A one-legged rant about the nature of jazz improvisation....

by Minim Pro @ 2010-08-23
Randomly and mysteriously over the weekend I have contrived to do something to my Achilles tendon which kept me up all night thanks to the pain and has left me marooned on the sofa with my leg propped uselessly on a pillow.

Well aware that a Monday demands a new post and with this self-imposed deadline hanging over me like the proverbial sword of Damocles, I thought I’d take this opportunity to have a bit of a rant. Without further ado then, I want to deal with a statement that, although erroneous, gets bandied about so often that it is now accepted as one of the truisms of jazz education.

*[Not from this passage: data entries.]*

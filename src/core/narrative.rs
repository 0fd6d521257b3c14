//! Template-driven prose layered on top of the compatibility score.
//!
//! Nothing here generates free text: every string is a fixed template with
//! profile fields interpolated, and every empty field has a literal fallback.

use crate::core::overlap::shared_in_order;
use crate::core::scoring::Compatibility;
use crate::models::{
    CompatibilityLabel, MatchCard, Narrative, ScoringWeights, SocialSpeed, TwinIntro, TwinProfile,
};

/// Reasons, risks, openers and summaries for a pair, using default weights
pub fn build_narrative(a: &TwinProfile, b: &TwinProfile) -> Narrative {
    narrate(a, b, &Compatibility::assess(a, b, &ScoringWeights::default()))
}

/// Assemble the narrative for an already assessed pair
///
/// Reasons and risks are appended in a fixed order.
pub fn narrate(a: &TwinProfile, b: &TwinProfile, compatibility: &Compatibility) -> Narrative {
    let breakdown = &compatibility.breakdown;
    let mut reasons = Vec::new();
    let mut risks = Vec::new();

    if breakdown.goal_overlap > 0 {
        reasons.push(format!(
            "You want similar things ({} / {}).",
            a.goals.join(", "),
            b.goals.join(", ")
        ));
    }

    if breakdown.vibe_overlap > 0 {
        reasons.push(format!(
            "You share similar vibe keywords ({} / {}).",
            a.vibe_words.join(", "),
            b.vibe_words.join(", ")
        ));
    }

    if breakdown.like_overlap > 0 {
        reasons.push(format!(
            "You both enjoy talking about: {}.",
            shared_in_order(&a.topics_like, &b.topics_like).join(", ")
        ));
    }

    if breakdown.intro_diff <= 2 {
        reasons.push("Your social energy feels naturally balanced.".to_string());
    }

    if breakdown.has_topic_conflict() {
        risks.push("Some conversation topics might feel draining or annoying.".to_string());
    }

    if breakdown.intro_diff >= 5 {
        risks.push("You recharge in very different ways; pacing will matter.".to_string());
    }

    match (a.social_speed, b.social_speed) {
        (SocialSpeed::Fast, SocialSpeed::Slow) => risks.push(format!(
            "{} moves faster while {} prefers a gentle pace.",
            a.display_name, b.display_name
        )),
        (SocialSpeed::Slow, SocialSpeed::Fast) => risks.push(format!(
            "{} moves faster while {} prefers a gentle pace.",
            b.display_name, a.display_name
        )),
        _ => {}
    }

    let opener_a = format!(
        "Try something simple and grounded, like: \"Hey {}, I liked that you described yourself as {} – how was your day really?\"",
        b.display_name,
        b.primary_vibe().unwrap_or("thoughtful")
    );

    let opener_b = format!(
        "You can start with: \"Hi {}, I relate to the {} vibe you mentioned. What kind of evenings recharge you the most?\"",
        a.display_name,
        a.primary_vibe().unwrap_or("quiet")
    );

    let summary_a = format!(
        "{}, this connection feels {}",
        a.display_name,
        match compatibility.label {
            CompatibilityLabel::High => "strong and emotionally promising.",
            CompatibilityLabel::Medium => "potentially good if you go slowly.",
            CompatibilityLabel::Low => "delicate and needs extra care.",
        }
    );

    let summary_b = format!(
        "{}, this twin connection is {}",
        b.display_name,
        match compatibility.label {
            CompatibilityLabel::High => "a great fit for your current goals.",
            CompatibilityLabel::Medium => "worth exploring gently.",
            CompatibilityLabel::Low => "possible, but only if both of you are patient.",
        }
    );

    Narrative {
        reasons,
        risks,
        opener_a,
        opener_b,
        summary_a,
        summary_b,
    }
}

/// Match card for UI lists, using default weights
pub fn build_match_card(a: &TwinProfile, b: &TwinProfile) -> MatchCard {
    match_card(a, b, &Compatibility::assess(a, b, &ScoringWeights::default()))
}

pub fn match_card(a: &TwinProfile, b: &TwinProfile, compatibility: &Compatibility) -> MatchCard {
    let narrative = narrate(a, b, compatibility);
    let label = compatibility.label;

    let summary = match label {
        CompatibilityLabel::High => format!(
            "{} and {} are strongly aligned and likely to feel safe together.",
            a.display_name, b.display_name
        ),
        CompatibilityLabel::Medium => format!(
            "There is potential between {} and {}, especially if they respect each other’s pacing.",
            a.display_name, b.display_name
        ),
        CompatibilityLabel::Low => {
            "This connection is more experimental; it could work with careful boundaries.".to_string()
        }
    };

    let atmosphere = match label {
        CompatibilityLabel::High => "supportive and grounding",
        CompatibilityLabel::Medium => "interesting and balanced",
        CompatibilityLabel::Low => "intense and unpredictable",
    };

    let vibe_description = format!(
        "{} feels {}, while {} brings {}. Together, the atmosphere can become {}",
        a.display_name,
        joined_or(&a.vibe_words, "subtle"),
        b.display_name,
        joined_or(&b.vibe_words, "their own unique energy"),
        atmosphere
    );

    let suggested_first_message = match label {
        CompatibilityLabel::High => {
            "“Hey, I think our vibes match in a nice way. Want to share something small about your day that felt good?”"
        }
        CompatibilityLabel::Medium => {
            "“You seem interesting but also gentle. How do you usually like to get to know someone new?”"
        }
        CompatibilityLabel::Low => {
            "“I like that you’re different from me. What should I know so I don’t accidentally drain you?”"
        }
    };

    MatchCard {
        compatibility_score: compatibility.score,
        match_label: label.title().to_string(),
        summary,
        vibe_description,
        why_it_works: narrative.reasons,
        watch_out: narrative.risks,
        suggested_first_message: suggested_first_message.to_string(),
    }
}

/// Scripted twin-to-twin introduction, using default weights
pub fn build_twin_intro(a: &TwinProfile, b: &TwinProfile) -> TwinIntro {
    twin_intro(a, b, &Compatibility::assess(a, b, &ScoringWeights::default()))
}

pub fn twin_intro(a: &TwinProfile, b: &TwinProfile, compatibility: &Compatibility) -> TwinIntro {
    let card = match_card(a, b, compatibility);

    let aura_to_aura_script = vec![
        format!(
            "{name}'s Aura: “Hey, I’ve been carrying {name}'s inner world. They’re feeling {vibe} today but they’re genuinely open to you.”",
            name = a.display_name,
            vibe = a.primary_vibe().unwrap_or("quiet")
        ),
        format!(
            "{name}'s Aura: “Nice to meet you. {name} gets overstimulated easily but they love when someone is {flag}.”",
            name = b.display_name,
            flag = b.primary_green_flag().unwrap_or("patient and honest")
        ),
        format!(
            "{name}'s Aura: “Let’s keep the tone {vibe_a} and {vibe_b}. No pressure, just small steps.”",
            name = a.display_name,
            vibe_a = a.primary_vibe().unwrap_or("soft"),
            vibe_b = b.primary_vibe().unwrap_or("kind")
        ),
    ];

    let intro_summary = format!(
        "This link feels like a {}-intensity connection. The Auras agree to protect both social batteries and avoid topics that feel too heavy too fast.",
        card.match_label.to_lowercase()
    );

    let suggested_openers = vec![
        "“What kind of connection are you secretly hoping for right now?”".to_string(),
        "“If tonight could feel emotionally safe for both of us, what would that look like?”".to_string(),
    ];

    let mut safety_notes = Vec::new();
    if !card.watch_out.is_empty() {
        safety_notes.push(format!(
            "Auras will gently slow the pace if conversations step into: {}.",
            card.watch_out.join("; ")
        ));
    }

    TwinIntro {
        title: format!("{} × {}", a.display_name, b.display_name),
        aura_to_aura_script,
        intro_summary,
        suggested_openers,
        safety_notes,
    }
}

fn joined_or(words: &[String], fallback: &str) -> String {
    if words.is_empty() {
        fallback.to_string()
    } else {
        words.join(", ")
    }
}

Jazz improvisation is real-time composition
No it’s not. If you were to set out to compose a melody to any given chord sequence, you’d never come up with anything as busy, and melodically dense as the average jazz solo. This is immediately obvious in fact if you listen to compositions by jazz musicians. The tunes jazz musicians write are invariably simpler and use fewer notes and more space than any of their typical solos.

At its worst, the purpose of a jazz solo is to impress and show off ability and facility; at its best it communicates true human feeling and carries emotional resonance. Either way, the devices it employs to achieve its purpose are not the same as those employed to compose melodies.

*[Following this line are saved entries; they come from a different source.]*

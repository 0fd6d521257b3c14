// Core algorithm exports
pub mod matcher;
pub mod narrative;
pub mod overlap;
pub mod scoring;
pub mod transcript;

pub use matcher::{Matcher, RankResult};
pub use narrative::{build_match_card, build_narrative, build_twin_intro};
pub use scoring::{score, score_with_weights, Compatibility, ScoreBreakdown, SpeedMismatch};
pub use transcript::{simulate_transcript, SCRIPT_TURNS};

Think about world famous melodies from other music such as the ‘Ode to Joy’ (from Beethoven’s 9th symphony) or the largo from Dvorak’s ‘New World Symphony’; think about Dylan’s ‘Blowin’ in the Wind’ or The Beatles ‘Let it Be’; for that matter think of Gershwin’s ‘I Loves You Porgy’ or Jerome Kern’s ‘The Way You Look Tonight’. Simple melodic statements such as these are rarely a pre-requisite of the jazz solo.

Talk to any jazz musician and ask him how he learned to play solos. The answer will invariably be ‘by copying other musician’s solos’ and not ‘learning to play melodies’. Whilst it sounds like it should be true, and makes for a seemingly deep and insightful sound-bite from jazz gurus and sages, improvisation is not real-time composition – it is improvisation, which is something different. So what is Jazz improvisation? For me it is a thing in and of itself. It is the reaction of a musician to a given situation on a given day. It is a capturing and reflection of a single moment in time, a fleeting ephemeral snapshot of the world around the soloist as it appears to him in that particular moment.

It is affected by the size and nature of the audience, the players around him on the bandstand, the personal circumstances of his life, the stage he is at on his own musical journey, the source material of the tune he is playing, the weather outside, the zeitgeist of the society he lives in, what he had for breakfast and, in short, everything that has conspired in his existence to lead up to the moment he starts the solo.

This is why, despite the wonders of recorded music, listening to a record will never match the experience of hearing jazz live and this is why improvisation and composition are two utterly different things. The composer composes for his audience whereas what an improviser plays is affected by his audience. In that sense, the listener is part of the performance in a way that he can never be with pre-composed material.

A definition of the nature of improvisation is a hugely complex area and no doubt there would be as many definitions as there are those who would attempt to define it. Nevertheless, what I am sure about, what I would bet my bottom dollar on is that it’s not ‘real-time composition’.